Unsupervised Training Data Generation of Handwritten Formulas using Generative Adversarial Networks with Self-Attention
This addresses a data scarcity problem for researchers in document analysis and OCR, though it is incremental as it builds on existing GAN methods.
The paper tackles the lack of labeled training data for handwritten mathematical expression recognition by generating a large synthesized dataset of hundreds of thousands of formulas using an attention-based GAN, and shows feasibility on the CROHME 2014 benchmark.

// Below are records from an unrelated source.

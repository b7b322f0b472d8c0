use crate::cli::{Cli, Commands};
use crate::config::Config;
use crate::sandbox::{Sandbox, Value};
use crate::scheduler::{MemoryScheduleStore, Scheduler, expression};
use crate::scripts::{ScriptLoader, ScriptRunner};
use anyhow::{Context, Result};
use chrono::Utc;
use std::sync::Arc;
use tokio_util::sync::CancellationToken;
use tracing::info;

/// Wire loader, sandbox, and approval gate from config.
pub fn build_runner(config: &Config) -> Result<ScriptRunner> {
    let secrets = Arc::new(config.secret_provider());
    let sandbox = Arc::new(Sandbox::new(config.sandbox_config(), secrets)?);
    let loader = Arc::new(ScriptLoader::new(config.scripts_path()));
    Ok(ScriptRunner::new(loader, sandbox, config.approval_gate()))
}

pub async fn dispatch(cli: Cli, config: Config) -> Result<()> {
    let runner = build_runner(&config)?;
    match cli.command {
        Commands::Run {
            name,
            function,
            args,
        } => run_script(&runner, &name, function.as_deref(), &args).await,
        Commands::List => list_scripts(&runner).await,
        Commands::Secrets => {
            for name in runner.sandbox().secrets().names() {
                println!("{name}");
            }
            Ok(())
        }
        Commands::Daemon => run_daemon(runner, &config).await,
    }
}

async fn run_script(runner: &ScriptRunner, name: &str, function: Option<&str>, args: &[String]) -> Result<()> {
    let args = args
        .iter()
        .map(|raw| serde_json::from_str::<Value>(raw).with_context(|| format!("--arg is not valid JSON: {raw}")))
        .collect::<Result<Vec<_>>>()?;

    let ctx = CancellationToken::new();
    let result = runner.run(&ctx, name, function, args).await?;
    println!("{}", serde_json::to_string_pretty(&result)?);
    if let Some(error) = &result.error {
        anyhow::bail!("{name} failed: {error}");
    }
    Ok(())
}

async fn list_scripts(runner: &ScriptRunner) -> Result<()> {
    let scripts = runner.loader().list().await?;
    if scripts.is_empty() {
        println!("No scripts in {}", runner.loader().base_dir().display());
        return Ok(());
    }
    for script in scripts {
        let description = if script.description.is_empty() {
            "-"
        } else {
            script.description.as_str()
        };
        println!("{:<24} {description}", script.name);
        let secrets = script.required_secrets();
        if !secrets.is_empty() {
            println!("{:<24} secrets: {}", "", secrets.join(", "));
        }
    }
    Ok(())
}

async fn run_daemon(runner: ScriptRunner, config: &Config) -> Result<()> {
    let store = Arc::new(MemoryScheduleStore::seeded(config.schedules.iter().cloned()).await?);
    let scheduler = Scheduler::new(store, runner, config.scheduler_config());
    let registered = scheduler.start().await?;

    let now = Utc::now();
    for schedule in config.schedules.iter().filter(|s| s.enabled) {
        if let Ok(next) = expression::next_run_for(&schedule.cron_expr, now) {
            info!(name = %schedule.name, next_run = %next, "scheduled");
        }
    }
    println!("scriptcron daemon running with {registered} schedule(s). Press Ctrl-C to stop.");

    tokio::signal::ctrl_c().await?;
    scheduler.stop();
    Ok(())
}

The recognition of handwritten mathematical expressions in images and video frames is a difficult and unsolved problem yet. Deep convectional neural networks are basically a promising approach, but typically require a large amount of labeled training data. However, such a large training dataset does not exist for the task of handwritten formula recognition. In this paper, we introduce a system that creates a large set of synthesized training examples of mathematical expressions which are derived from LaTeX documents. For this purpose, we propose a novel attention-based generative adversarial network to translate rendered equations to handwritten formulas. The datasets generated by this approach contain hundreds of thousands of formulas, making it ideal for pretraining or the design of more complex models. We evaluate our synthesized dataset and the recognition approach on the CROHME 2014 benchmark dataset. Experimental results demonstrate the feasibility of the approach.